Peg, I've got the Maltwood book, and read it some time back. I know that there are supposedly zodiacs elsewhere in Britain as well (no, not where I am at the moment).

My feeling is, based on the following, that the idea probably is supporting more than it can, that it is a sort of Tay Bridge hypothesis.

1.That the inhabitants of this island, at the time required, could not be shown to have the same sky patterns as the Middle East. Other areas see the sky differently, so it's unlikely that they were the same. I know Maltwood makes some variations, but they don't seem to be based on looking at the sky first, which they would need to be.

2.Some of the patterns depend on field and ditch patterns which postdate antiquity - perhaps being as recent as the 17th century. They are to do with the major drainage of that period - very straight-lined, not following natural features, or related to known ancient settlements.

3.Some of the areas would have been under water at the required time.

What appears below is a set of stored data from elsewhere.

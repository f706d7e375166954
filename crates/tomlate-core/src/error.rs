//! Error types for the intermediate representation

use thiserror::Error;

/// Misuse of the ordered container API
#[derive(Debug, Error, Clone, PartialEq, Eq)]
pub enum ReprError {
    #[error("key {0:?} not found")]
    KeyNotFound(String),

    #[error("key {0:?} already exists")]
    DuplicateKey(String),

    #[error("index {index} out of range for container of length {len}")]
    IndexOutOfRange { index: usize, len: usize },
}

/// Malformed structural value construction
#[derive(Debug, Error, Clone, PartialEq, Eq)]
pub enum StructuralError {
    /// The same key appears in more than one position across the groups of a
    /// grouped key-value list.
    #[error("duplicate key {key:?} across value groups")]
    DuplicateKey { key: String },
}

/// Result type for container operations
pub type Result<T> = std::result::Result<T, ReprError>;
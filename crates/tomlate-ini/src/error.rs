//! Parser error type
//!
//! Every variant carries the 1-based source line so the fault can be located
//! without re-running with tracing enabled.

use thiserror::Error;

#[derive(Debug, Error, Clone, PartialEq, Eq)]
pub enum ParseError {
    #[error("line {line}: section {name:?} is declared more than once")]
    DuplicateSection { name: String, line: usize },

    #[error("line {line}: option {key:?} is declared more than once in section {section:?}")]
    DuplicateOption { key: String, section: String, line: usize },

    #[error("line {line}: option {key:?} appears before any section header")]
    OptionOutsideSection { key: String, line: usize },

    #[error("line {line}: value interpolation is not supported: {value:?}")]
    Interpolation { line: usize, value: String },

    #[error("line {line}: continuation line without an option to continue")]
    DanglingContinuation { line: usize },

    #[error("line {line}: expected a section header or `key = value`, found {content:?}")]
    InvalidLine { line: usize, content: String },
}

/// Result type for parsing operations
pub type Result<T> = std::result::Result<T, ParseError>;
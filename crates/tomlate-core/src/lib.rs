//! Tomlate Core - intermediate representation for INI to TOML translation
//!
//! This crate provides the data model shared by every stage of the
//! translation pipeline:
//! - `IntermediateRepr`: an ordered container mixing real key-value entries
//!   with hidden markers (comment and blank lines) so that source layout
//!   survives the trip through the pipeline
//! - `Value`/`Scalar`: the structural values stored under the keys
//! - `Commented`, `CommentedList`, `CommentedKv`: comment-bearing wrappers
//!   that group values the way they were laid out in the source document
//! - `Plain`: the comment-free projection produced by `flatten()`
//!
//! Nodes are created by a parser driver, reshaped by intermediate
//! processors, and consumed by a renderer; none of them outlive a single
//! translation call.

pub mod error;
pub mod repr;
pub mod value;

pub use error::{ReprError, StructuralError};
pub use repr::{Entry, HiddenMarker, IntermediateRepr};
pub use value::{Commented, CommentedKv, CommentedList, Group, Plain, Scalar, Value};
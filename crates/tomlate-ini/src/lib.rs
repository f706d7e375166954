//! Tomlate INI - structure-preserving INI/CFG parser
//!
//! The parser driver consumed by the translator: it reads INI/CFG text into
//! the `tomlate-core` intermediate representation without losing comments,
//! blank lines, or ordering, and rejects source documents that use features
//! the translation cannot faithfully express (duplicate sections or options,
//! value interpolation).

pub mod error;
pub mod parser;

pub use error::ParseError;
pub use parser::{ParseOptions, parse, parse_with};
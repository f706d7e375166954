//! Profile-independent output clean-up tasks
//!
//! These run as default-active augmentations appended to the post chain of
//! whichever profile is selected, keeping the rendered TOML tidy regardless
//! of how the source document spaced its sections.

use once_cell::sync::Lazy;
use regex::Regex;

use crate::error::BuildError;
use crate::profile::{Augmentation, Profile, TextProcessor};
use crate::translator::TranslatorBuilder;

static DUPLICATED_NEWLINES: Lazy<Regex> =
    Lazy::new(|| Regex::new(r"\n{2,}").expect("static pattern"));
static TABLE_HEADER: Lazy<Regex> = Lazy::new(|| Regex::new(r"(?m)^\[").expect("static pattern"));

/// Builtin extension registering the clean-up tasks
pub fn activate(builder: &mut TranslatorBuilder) -> Result<(), BuildError> {
    builder.augment_profiles(post_process(
        "normalize_newlines",
        "Put exactly one blank line before every table header and none elsewhere",
        normalize_newlines,
    ))?;
    builder.augment_profiles(post_process(
        "ensure_terminating_newline",
        "End the document with a single terminating newline",
        ensure_terminating_newline,
    ))?;
    Ok(())
}

fn post_process(name: &'static str, help_text: &str, run: fn(String) -> String) -> Augmentation {
    Augmentation::new(name, help_text, true, move |profile: &mut Profile| {
        profile.add_post(TextProcessor::infallible(name, run));
    })
}

/// Collapse runs of blank lines, then reintroduce a single blank line before
/// each table header
pub fn normalize_newlines(text: String) -> String {
    let text = DUPLICATED_NEWLINES.replace_all(&text, "\n");
    let mut text = TABLE_HEADER.replace_all(&text, "\n[").into_owned();
    if !text.is_empty() && !text.ends_with('\n') {
        text.push('\n');
    }
    text
}

/// POSIX tools expect text files to end with exactly one newline
pub fn ensure_terminating_newline(text: String) -> String {
    let mut text = text.trim().to_string();
    text.push('\n');
    text
}

#[cfg(test)]
mod tests {
    use super::*;

    #[test]
    fn test_blank_line_runs_collapse() {
        let out = normalize_newlines("a = 1\n\n\nb = 2\n".to_string());
        assert_eq!(out, "a = 1\nb = 2\n");
    }

    #[test]
    fn test_blank_line_added_before_headers() {
        let out = normalize_newlines("a = 1\n[t]\nx = 1\n".to_string());
        assert_eq!(out, "a = 1\n\n[t]\nx = 1\n");
    }

    #[test]
    fn test_normalize_is_idempotent() {
        let once = normalize_newlines("# c\n\n\n[t] # hdr\nx = 1\n\n[u]\ny = 2\n".to_string());
        let twice = normalize_newlines(once.clone());
        // The leading blank inserted before a header at document start is the
        // one spot ensure_terminating_newline later strips
        assert_eq!(ensure_terminating_newline(twice), ensure_terminating_newline(once));
    }

    #[test]
    fn test_terminating_newline() {
        assert_eq!(ensure_terminating_newline("a = 1".to_string()), "a = 1\n");
        assert_eq!(ensure_terminating_newline("a = 1\n\n".to_string()), "a = 1\n");
    }
}
//! Tomlate Render - deterministic TOML emission
//!
//! Turns an `IntermediateRepr` tree into TOML text while reproducing the
//! comments, blank lines, and grouping recorded in the tree:
//!
//! - scalars pick one fixed spelling per runtime type
//! - every table independently becomes inline (`key = {...}`) or a block
//!   `[section]`, based on grouping, comments, and a size threshold
//! - grouped lists render one group per line, each with its own trailing
//!   comment
//! - table subtrees carrying no real data are pruned before emission unless
//!   explicitly marked `always_emit`
//!
//! For a fixed tree and fixed `RenderOptions`, the output is byte-identical
//! across invocations.

pub mod error;
pub mod render;
pub mod scalar;

pub use error::{Result, SerializationError};
pub use render::{RenderOptions, prune, render, render_with};
pub use scalar::{format_key, format_scalar};
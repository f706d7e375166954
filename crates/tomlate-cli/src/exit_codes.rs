//! Standard exit codes for CLI operations
//!
//! These follow Unix conventions and sysexits.h where applicable.

#![allow(dead_code)]

/// Success - translation completed without errors
pub const SUCCESS: i32 = 0;

/// General error - unspecified failure
pub const ERROR: i32 = 1;

/// Translation error - the document could not be converted
pub const TRANSLATION_ERROR: i32 = 2;

/// IO error - file not found, permission denied, etc.
pub const IO_ERROR: i32 = 5;

/// Usage error - invalid arguments or options (sysexits.h convention)
pub const USAGE_ERROR: i32 = 64;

4.Britain has a vast plethora of ancient and not so ancient features which could be used to plot out patterns anywhere you wanted. I have tried various patterns in various places, through the process, I will draw a (insert geometric pattern, animal image, whatever) around (insert whatever placename comes to mind), and succeeded, sometimes with better results than Maltwood. Some of these successes may not be entirely random, so I will have to try again, randomising the process better, and I am certainly not telling anyone what I found, in case it starts off a wild goose chase. OK, may be I'll try that. A wild goose around or near, Harrogate. (First British placename found in a book I happened to open).

5. The human brain is designed to find patterns in its surroundings, and make sense of very few clues. See :) for confirmation. Smother it in the information on a map and it will attempt to simplify it by turning it into pictures. That's why there are constellations in the first place.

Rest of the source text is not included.